Why You’ll Love This Recipe
- Easy – quick to make and forgiving for home cooks.
- Delicious – tangy goat cheese and roasted red peppers create a rich, satisfying sauce.
- Comforting – creamy pasta with bright pepper flavor makes a great weeknight comfort meal.
Ingredients

Roasted red peppers – jarred roasted red peppers are an easy option and add great flavor.
Olive oil – for sautéing the aromatics.
Onion and garlic – provide depth and body to the sauce.
Half and half – adds creaminess and helps thin the sauce.
Goat cheese – gives the sauce a tangy, creamy finish.
Pasta – any shape you like; short pastas work particularly well with this sauce.
Parmesan and fresh basil – optional garnishes that add saltiness and freshness.
Variations
Roast your own peppers – substitute roasted fresh peppers if you prefer homemade flavor.
Sun-dried tomatoes – use oil-packed sun-dried tomatoes for a different tangy, sweet profile.
Swap the dairy – use vegetable broth or milk to reduce richness, or heavy cream for a richer sauce.
Add veggies – stir in sautéed zucchini, carrots, or spinach for extra nutrition.

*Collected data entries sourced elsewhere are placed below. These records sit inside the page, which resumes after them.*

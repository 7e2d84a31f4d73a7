//! Warden KB - a filesystem-backed knowledge-base store with
//! compare-and-swap writes.
//!
//! Documents are plain text files addressed by a [`KbScope`] (act, scene,
//! or beat) and a relative path. Mutation is two-phase: [`KbStore::preview`]
//! computes a diff and hands out a hash of the current content, and
//! [`KbStore::apply`] commits only while that hash still matches. A stale
//! hash means someone else wrote in between; the caller re-previews rather
//! than clobbering their work.

#![deny(unsafe_code)]
#![warn(missing_docs)]
#![deny(clippy::all)]
#![warn(unreachable_pub)]

mod diff;
pub mod error;
pub mod scope;
pub mod store;

pub use error::{KbError, KbResult};
pub use scope::KbScope;
pub use store::{AppliedWrite, DEFAULT_DOC, KbStore, WritePreview};
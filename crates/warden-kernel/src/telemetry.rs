//! Tracing setup for embedding applications.

use tracing_subscriber::EnvFilter;

/// Install a formatted `tracing` subscriber. `RUST_LOG` wins over the
/// configured level; calling twice is a no-op.
pub fn init(level: &str) {
    let filter = EnvFilter::try_from_default_env().unwrap_or_else(|_| EnvFilter::new(level));
    let _ = tracing_subscriber::fmt().with_env_filter(filter).try_init();
}
//! Approval gate error types.

use thiserror::Error;
use warden_core::ApprovalId;

use crate::request::ApprovalStatus;

/// Errors returned by the approval gate.
#[derive(Debug, Error)]
pub enum ApprovalError {
    /// No approval exists with the given id.
    #[error("approval not found: {approval_id}")]
    NotFound {
        /// The id that was looked up.
        approval_id: ApprovalId,
    },

    /// The approval already left `pending`; the first decision won.
    #[error("approval already resolved: {approval_id} is {status:?}")]
    AlreadyResolved {
        /// The id that was resolved twice.
        approval_id: ApprovalId,
        /// The status recorded by the first decision.
        status: ApprovalStatus,
    },
}

/// Result alias for approval operations.
pub type ApprovalResult<T> = Result<T, ApprovalError>;
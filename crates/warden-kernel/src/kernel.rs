//! The kernel facade: one object owning the gate, the orchestrator, and the
//! store, exposing the wire operations.
//!
//! The kernel is the only place a [`Resolution`] turns into actual
//! execution. The agent layer proposes work through [`Kernel::propose_command`]
//! and [`Kernel::propose_plan`]; the UI decides through the `approval/*` and
//! `plan/*` operations; everything else is observation.

use dashmap::DashMap;
use std::path::Path;
use std::sync::Arc;
use tracing::info;
use warden_approval::{ApprovalGate, ApprovalRequest, CommandExplanation, Decision, Resolution};
use warden_core::{ApprovalId, ConversationId, ExecutionId, Plan, PlanId, ProposedCommand};
use warden_exec::{CommandRunner, ExecutionStatus, PlanOrchestrator, ShellRunner};
use warden_kb::{AppliedWrite, KbStore, WritePreview};

use crate::api::{
    ApprovalExplainRequest, ApprovalPendingRequest, ApprovalPendingResponse,
    ApprovalRespondRequest, ApprovalRespondResponse, ExecutionKillRequest, ExecutionKillResponse,
    ExecutionStatusRequest, KbListRequest, KbListResponse, KbReadRequest, KbReadResponse,
    KbWriteApplyRequest, KbWritePreviewRequest, PlanApproveRequest, PlanApproveResponse,
    PlanPreviewRequest, PlanPreviewResponse, PlanStepPreview, RespondAction, RespondStatus,
};
use crate::config::Config;
use crate::error::{KernelError, KernelResult};

/// The assembled pipeline.
#[derive(Debug)]
pub struct Kernel {
    gate: ApprovalGate,
    orchestrator: PlanOrchestrator,
    kb: KbStore,
    plans: DashMap<PlanId, Plan>,
    plan_approvals: DashMap<PlanId, ApprovalId>,
}

impl Kernel {
    /// Build a kernel from configuration, running commands through the
    /// configured shell.
    #[must_use]
    pub fn new(config: &Config) -> Self {
        let shell = ShellRunner::with_shell(config.execution.shell.clone());
        Self::with_runner(config, Arc::new(shell))
    }

    /// Build a kernel with a custom command runner. This is the seam tests
    /// use to script command behavior.
    #[must_use]
    pub fn with_runner(config: &Config, runner: Arc<dyn CommandRunner>) -> Self {
        Self {
            gate: ApprovalGate::new(),
            orchestrator: PlanOrchestrator::new(runner),
            kb: KbStore::new(&config.kb.root),
            plans: DashMap::new(),
            plan_approvals: DashMap::new(),
        }
    }

    // -- intake from the agent layer ------------------------------------

    /// Record a proposed command as a pending approval. The command arrives
    /// pre-classified; the kernel gates and executes, it never assesses.
    pub fn propose_command(
        &self,
        conversation_id: ConversationId,
        command: ProposedCommand,
    ) -> ApprovalRequest {
        self.gate.submit_command(conversation_id, command)
    }

    /// Register a plan and record its pending approval.
    pub fn propose_plan(&self, conversation_id: ConversationId, plan: Plan) -> ApprovalRequest {
        let request = self.gate.submit_plan(conversation_id, &plan);
        self.plan_approvals.insert(plan.id, request.id);
        self.plans.insert(plan.id, plan);
        request
    }

    // -- approval operations --------------------------------------------

    /// `approval/respond`. Approving a single command blocks until the
    /// command exits; approving a plan starts its execution and returns
    /// immediately for polling.
    ///
    /// # Errors
    ///
    /// Unknown id, already-resolved approval, or (for plans) a missing plan
    /// body or an execution already live.
    pub async fn approval_respond(
        &self,
        request: ApprovalRespondRequest,
    ) -> KernelResult<ApprovalRespondResponse> {
        let decision = match request.action {
            RespondAction::Approve => Decision::Approve {
                edited_text: request.edited_command,
            },
            RespondAction::Reject => Decision::Reject,
        };

        match self.gate.resolve(request.approval_id, decision)? {
            Resolution::Rejected => Ok(ApprovalRespondResponse {
                status: RespondStatus::Rejected,
                execution_id: None,
                result: None,
            }),
            Resolution::RunCommand { text, edited, .. } => {
                if edited {
                    // The human's edit runs with the original's classification.
                    info!(approval_id = %request.approval_id, "executing edited command text");
                }
                let (execution_id, outcome) = self.orchestrator.execute_command(&text).await;
                Ok(ApprovalRespondResponse {
                    status: RespondStatus::Executed,
                    execution_id: Some(execution_id),
                    result: Some(outcome),
                })
            },
            Resolution::RunPlan { plan_id } => {
                let execution_id = self.start_plan(plan_id)?;
                Ok(ApprovalRespondResponse {
                    status: RespondStatus::Executed,
                    execution_id: Some(execution_id),
                    result: None,
                })
            },
        }
    }

    /// `approval/pending`.
    #[must_use]
    pub fn approval_pending(&self, request: &ApprovalPendingRequest) -> ApprovalPendingResponse {
        ApprovalPendingResponse {
            approvals: self.gate.list_pending(request.conversation_id),
        }
    }

    /// `approval/explain`.
    ///
    /// # Errors
    ///
    /// Unknown approval id.
    pub fn approval_explain(
        &self,
        request: &ApprovalExplainRequest,
    ) -> KernelResult<CommandExplanation> {
        Ok(self.gate.explain(request.approval_id)?)
    }

    // -- plan operations -------------------------------------------------

    /// `plan/preview`. Unknown plans answer `has_plan = false`.
    #[must_use]
    pub fn plan_preview(&self, request: &PlanPreviewRequest) -> PlanPreviewResponse {
        match self.plans.get(&request.plan_id) {
            Some(plan) => PlanPreviewResponse {
                has_plan: true,
                title: Some(plan.title.clone()),
                complexity: Some(plan.complexity),
                steps: plan
                    .steps
                    .iter()
                    .map(|s| PlanStepPreview {
                        number: s.number,
                        title: s.title.clone(),
                        command: s.command.text.clone(),
                        risk: s.risk,
                    })
                    .collect(),
            },
            None => PlanPreviewResponse {
                has_plan: false,
                title: None,
                complexity: None,
                steps: Vec::new(),
            },
        }
    }

    /// `plan/approve`: resolve the plan's pending approval and start
    /// executing. Consent stays mandatory — a plan that was never proposed
    /// has no approval record and cannot be started this way.
    ///
    /// # Errors
    ///
    /// Unknown plan, missing or already-resolved approval, or an execution
    /// already live for the plan.
    pub fn plan_approve(&self, request: &PlanApproveRequest) -> KernelResult<PlanApproveResponse> {
        if !self.plans.contains_key(&request.plan_id) {
            return Err(KernelError::UnknownPlan {
                plan_id: request.plan_id,
            });
        }
        let approval_id = self
            .plan_approvals
            .get(&request.plan_id)
            .map(|entry| *entry)
            .ok_or_else(|| {
                KernelError::InvalidParams(format!(
                    "no approval recorded for plan {}",
                    request.plan_id
                ))
            })?;
        self.gate
            .resolve(approval_id, Decision::Approve { edited_text: None })?;
        let execution_id = self.start_plan(request.plan_id)?;
        Ok(PlanApproveResponse { execution_id })
    }

    fn start_plan(&self, plan_id: PlanId) -> KernelResult<ExecutionId> {
        let plan = self
            .plans
            .get(&plan_id)
            .map(|entry| entry.clone())
            .ok_or(KernelError::UnknownPlan { plan_id })?;
        Ok(self.orchestrator.start(plan)?)
    }

    // -- execution operations ---------------------------------------------

    /// `execution/status`.
    ///
    /// # Errors
    ///
    /// Unknown execution id.
    pub fn execution_status(
        &self,
        request: &ExecutionStatusRequest,
    ) -> KernelResult<ExecutionStatus> {
        Ok(self.orchestrator.status(request.execution_id)?)
    }

    /// `execution/kill`. Best-effort: terminal and unknown executions come
    /// back `ok = false` with a message instead of an error.
    #[must_use]
    pub fn execution_kill(&self, request: &ExecutionKillRequest) -> ExecutionKillResponse {
        match self.orchestrator.abort(request.execution_id) {
            Ok(()) => ExecutionKillResponse {
                ok: true,
                message: None,
            },
            Err(e) => ExecutionKillResponse {
                ok: false,
                message: Some(e.to_string()),
            },
        }
    }

    // -- knowledge-base operations ----------------------------------------

    /// `kb/write_preview`.
    ///
    /// # Errors
    ///
    /// Invalid scope or path, or a filesystem failure.
    pub async fn kb_write_preview(
        &self,
        request: &KbWritePreviewRequest,
    ) -> KernelResult<WritePreview> {
        Ok(self
            .kb
            .preview(&request.scope, &request.path, &request.text)
            .await?)
    }

    /// `kb/write_apply`.
    ///
    /// # Errors
    ///
    /// A stale fencing token fails with the conflict code; also invalid
    /// scope/path and filesystem failures.
    pub async fn kb_write_apply(&self, request: &KbWriteApplyRequest) -> KernelResult<AppliedWrite> {
        Ok(self
            .kb
            .apply(
                &request.scope,
                &request.path,
                &request.text,
                &request.expected_sha256_current,
            )
            .await?)
    }

    /// `kb/list`.
    ///
    /// # Errors
    ///
    /// Invalid scope or a filesystem failure.
    pub async fn kb_list(&self, request: &KbListRequest) -> KernelResult<KbListResponse> {
        Ok(KbListResponse {
            files: self.kb.list_files(&request.scope).await?,
        })
    }

    /// `kb/read`.
    ///
    /// # Errors
    ///
    /// Missing non-default document, invalid scope/path, or a filesystem
    /// failure.
    pub async fn kb_read(&self, request: &KbReadRequest) -> KernelResult<KbReadResponse> {
        Ok(KbReadResponse {
            text: self.kb.read(&request.scope, &request.path).await?,
        })
    }
}

/// Convenience constructor: load config from `path` and build the kernel.
///
/// # Errors
///
/// Returns a [`crate::config::ConfigError`] when the file exists but is
/// unreadable or invalid.
pub fn kernel_from_config_file(path: &Path) -> Result<Kernel, crate::config::ConfigError> {
    let config = Config::load(path)?;
    crate::telemetry::init(&config.logging.level);
    Ok(Kernel::new(&config))
}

You may need a splash more half and half or broth to loosen the sauce.
Change the fat – butter or another cooking oil can be used instead of olive oil.
Step by Step Instructions

Step 1. Bring a large pot of salted water to a boil and cook the pasta according to package directions.
Step 2. In a skillet over medium heat, warm the olive oil. Add the diced onion and cook until softened, about 5 minutes. Season with salt and pepper, then stir in minced garlic and cook for one more minute.
Step 3. Add the jarred roasted red peppers to the skillet and warm for a couple of minutes.
Step 4. Transfer the pepper-onion mixture to a blender with the half and half and puree until smooth. Add the goat cheese and blend again until creamy.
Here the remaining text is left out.